People don’t seem to understand that AI is different from basic computer functions. Beside the fact that it is just a source of plagiarized references put together by an impersonal algorithm. As the saying goes, “You’re only cheating yourself.”
Learn how to think for yourself. You’ll be rewarded many times over.
Also, quit staring at your phones. Life goes on within you and all around you. There may be a lot of colorful bells and whistles, but life is nowhere to be found on a tiny screen.
Finally, as a Born Again Bible Believing Christian, I’d like to point out my originating point of reference: The Tower of Babel story where people knew that with their accumulated technical skills, they could build a Stairway to Heaven. but they never asked if they should. Nevertheless, God answered the “should we” question anyway: “But the Lord came down to see the city and the tower the people were building. The Lord said, ‘If as one people speaking the same language they have begun to do this, then nothing they plan to do will be impossible for them.’” — Genesis 11:5–6, NIV.

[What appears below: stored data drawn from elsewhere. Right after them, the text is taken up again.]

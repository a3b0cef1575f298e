//! Free-text search page.

use tokio::time::Instant;
use tracing::{debug, warn};

use crate::application::{
    debounce::Debouncer,
    filter::{self, SearchOutcome},
    location::HistoryMode,
    page::{Controller, PageContext, PageSettings},
    store::{FetchError, PostIndex},
};
use crate::domain::posts::{DateStyle, Post};
use crate::presentation::{
    card::{CardOptions, empty_state, render_grid},
    document::Document,
};

use super::LOAD_FAILED_POSTS;

pub const INPUT: &str = "js-search-input";
pub const RESULTS: &str = "js-search-results";
pub const COUNT: &str = "js-search-count";

pub const QUERY_PARAM: &str = "q";
pub const DEFAULT_DEBOUNCE_MS: u64 = 200;
pub const DEFAULT_MAX_QUERY_LEN: usize = 100;

const STRIPPED: &[char] = &['<', '>', '"', '\'', '&'];

/// Trim, clamp to `max_len` characters and drop markup-significant
/// characters. Runs before a query reaches the page or the URL.
pub fn sanitize_query(raw: &str, max_len: usize) -> String {
    let clamped: String = raw.trim().chars().take(max_len).collect();
    clamped
        .chars()
        .filter(|ch| !STRIPPED.contains(ch))
        .collect::<String>()
        .trim()
        .to_string()
}

#[derive(Debug)]
enum IndexState {
    Pending,
    Ready(PostIndex),
    Failed,
}

pub struct SearchController {
    index: IndexState,
    debouncer: Debouncer<String>,
    max_query_len: usize,
    date_style: DateStyle,
    has_count: bool,
}

impl SearchController {
    pub fn mount(document: &Document, settings: &PageSettings) -> Option<Self> {
        if !document.contains(INPUT) || !document.contains(RESULTS) {
            return None;
        }
        Some(Self {
            index: IndexState::Pending,
            debouncer: Debouncer::new(settings.debounce),
            max_query_len: settings.max_query_len,
            date_style: settings.date_style,
            has_count: document.contains(COUNT),
        })
    }

    fn run(&self, document: &mut Document, query: &str) {
        let posts: &[Post] = match &self.index {
            IndexState::Ready(posts) => &posts[..],
            IndexState::Pending | IndexState::Failed => &[],
        };

        let outcome = filter::search(posts, query);
        metrics::counter!("postscope_filter_runs_total", "page" => "search").increment(1);
        debug!(query, matches = outcome.match_count(), "search executed");
        self.render(document, &outcome);
    }

    fn render(&self, document: &mut Document, outcome: &SearchOutcome<'_>) {
        match outcome {
            SearchOutcome::Inactive => {
                document.replace_children(RESULTS, Vec::new());
                if self.has_count {
                    document.set_text(COUNT, "");
                }
            }
            SearchOutcome::Empty { query } => {
                self.render_count(document, 0, query);
                document.replace_children(
                    RESULTS,
                    vec![empty_state(format!("No posts matched '{query}'."))],
                );
            }
            SearchOutcome::Matches { query, posts } => {
                self.render_count(document, posts.len(), query);
                let options = CardOptions::new(self.date_style).highlighting(query);
                document.replace_children(
                    RESULTS,
                    vec![render_grid(posts.iter().copied(), &options)],
                );
            }
        }
    }

    fn render_count(&self, document: &mut Document, count: usize, query: &str) {
        if !self.has_count {
            return;
        }
        let noun = if count == 1 { "result" } else { "results" };
        document.set_text(COUNT, format!("{count} {noun} for '{query}'"));
    }
}

impl Controller for SearchController {
    fn name(&self) -> &'static str {
        "search"
    }

    fn index_loaded(&mut self, ctx: &mut PageContext<'_>, index: Result<PostIndex, FetchError>) {
        match index {
            Ok(posts) => self.index = IndexState::Ready(posts),
            Err(err) => {
                warn!(error = %err, "search disabled: post index unavailable");
                self.index = IndexState::Failed;
                self.debouncer.cancel();
                ctx.document
                    .replace_children(RESULTS, vec![empty_state(LOAD_FAILED_POSTS)]);
                return;
            }
        }

        let Some(raw) = ctx.location.query_param(QUERY_PARAM) else {
            return;
        };
        if raw.is_empty() {
            return;
        }
        let query = sanitize_query(&raw, self.max_query_len);
        ctx.document.set_value(INPUT, query.clone());
        self.run(ctx.document, &query);
    }

    fn input(&mut self, _ctx: &mut PageContext<'_>, region: &str, value: &str) {
        if region != INPUT || matches!(self.index, IndexState::Failed) {
            return;
        }
        self.debouncer.schedule(value.to_string());
    }

    fn debounce_deadline(&self) -> Option<Instant> {
        self.debouncer.deadline()
    }

    fn debounce_elapsed(&mut self, ctx: &mut PageContext<'_>, now: Instant) {
        let Some(raw) = self.debouncer.take_due(now) else {
            return;
        };
        let query = sanitize_query(&raw, self.max_query_len);
        self.run(ctx.document, &query);
        ctx.location
            .set_query_param(QUERY_PARAM, Some(query.as_str()), HistoryMode::Push);
    }
}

So, what’s God’s problem with progress?
God was looking out for their best interest. I know that for many that this is an aspect of God’s nature hard to reconcile and believe. Still, my point is that those people never asked “Should we?”
God confused their language so that they couldn’t finish their plan, and I must note that part of their plan was to stay in one place. However, in the first chapter of Genesis, God told Mankind to be fruitful and multiply and replenish, that is, to fill the Earth. In other words, keep moving.

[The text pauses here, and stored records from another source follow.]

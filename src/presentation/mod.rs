//! Rendering surfaces: node trees, post cards and page mount points.

pub mod card;
pub mod document;
pub mod node;
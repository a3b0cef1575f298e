use thiserror::Error;

#[derive(Debug, Error)]
pub enum InfraError {
    #[error("http error: {message}")]
    Http { message: String },
    #[error("telemetry initialization failed: {0}")]
    Telemetry(String),
}

impl InfraError {
    pub fn http(message: impl Into<String>) -> Self {
        Self::Http {
            message: message.into(),
        }
    }

    pub fn telemetry(message: impl Into<String>) -> Self {
        Self::Telemetry(message.into())
    }
}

Unfortunately, Mankind has persisted in following blindly only the “can we” question, and we have overcome the language barriers, solving any additional technical roadblocks, and we have made an artificial stone cold environment of great cities with towers reaching the heavens
Progress marches on… if you consider asphalt and concrete megalopolises progress.
Should we have?
I have serious doubts as you may have already deciphered.
Maybe the Amish have had the right idea all along. Yet, that is not the majority way.
But why?
I for one could not survive in an agrarian society. I have learned that from my failed backyard gardens with fruit trees and veggies and flowers and shrubs and weeds galore. My forebears were farmers, but it’s not a genetic thing. It’s lifetimes of accumulated experiences, knowledge, and skills. It’s my loss.

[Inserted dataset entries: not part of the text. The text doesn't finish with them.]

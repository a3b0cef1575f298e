use thiserror::Error;

use crate::{application::store::FetchError, config::LoadError, infra::error::InfraError};

#[derive(Debug, Error)]
pub enum AppError {
    #[error(transparent)]
    Config(#[from] LoadError),
    #[error(transparent)]
    Infra(#[from] InfraError),
    #[error(transparent)]
    Fetch(#[from] FetchError),
    #[error("invalid location: {0}")]
    Location(#[from] url::ParseError),
    #[error("validation failed: {0}")]
    Validation(String),
}

impl AppError {
    pub fn validation(message: impl Into<String>) -> Self {
        Self::Validation(message.into())
    }
}

#[cfg(test)]
mod tests {
    use super::*;

    #[test]
    fn fetch_errors_keep_their_message() {
        let error = AppError::from(FetchError::transport("memory", "offline"));
        assert_eq!(
            error.to_string(),
            "failed to fetch post index from memory: offline"
        );
    }

    #[test]
    fn infra_errors_convert_transparently() {
        let error = AppError::from(InfraError::http("client build failed"));
        assert_eq!(error.to_string(), "http error: client build failed");
    }
}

I see such projects as the migration to cities and the ensuing gentrification being everybody’s loss… except those real estate moguls making a ton of profits.
It looks to me like all the world is doomed by the failure to ask that second question, that is, if we should do whatever it is that we might imagine.
God has had a plan to save us from ourselves since the first day of Creation. He turned us loose with instructions and He never abandoned us… We abandoned Him.
We stubbornly insist on going our own ways…
But God…
“For God so loved the world that he gave his one and only Son, that whoever believes in him shall not perish but have eternal life. For God did not send his Son into the world to condemn the world, but to save the world through him.” — John 3:16–17, NIV
If you cannot see the disasters ahead and realize it’s the consequences of our own doing, no one can help you — not even God, because He gave us free will, and we never looked back.
I’m afraid we still don’t think we should.
“Whoever believes in him is not condemned, but whoever does not believe stands condemned already because they have not believed in the name of God’s one and only Son. This is the verdict: Light has come into the world, but people loved darkness instead of light because their deeds were evil. Everyone who does evil hates the light, and will not come into the light for fear that their deeds will be exposed.” — John 3:18–20. NIV.
In the end, I believe we have two diametrically opposing choices.
One, we can rely on man-made intelligence.
Two, we can rely on our God given intelligence.
Remember, God can help us with our intelligence, knowledge, and wisdom, while I cannot see robots ever having the same capacity or will to help us.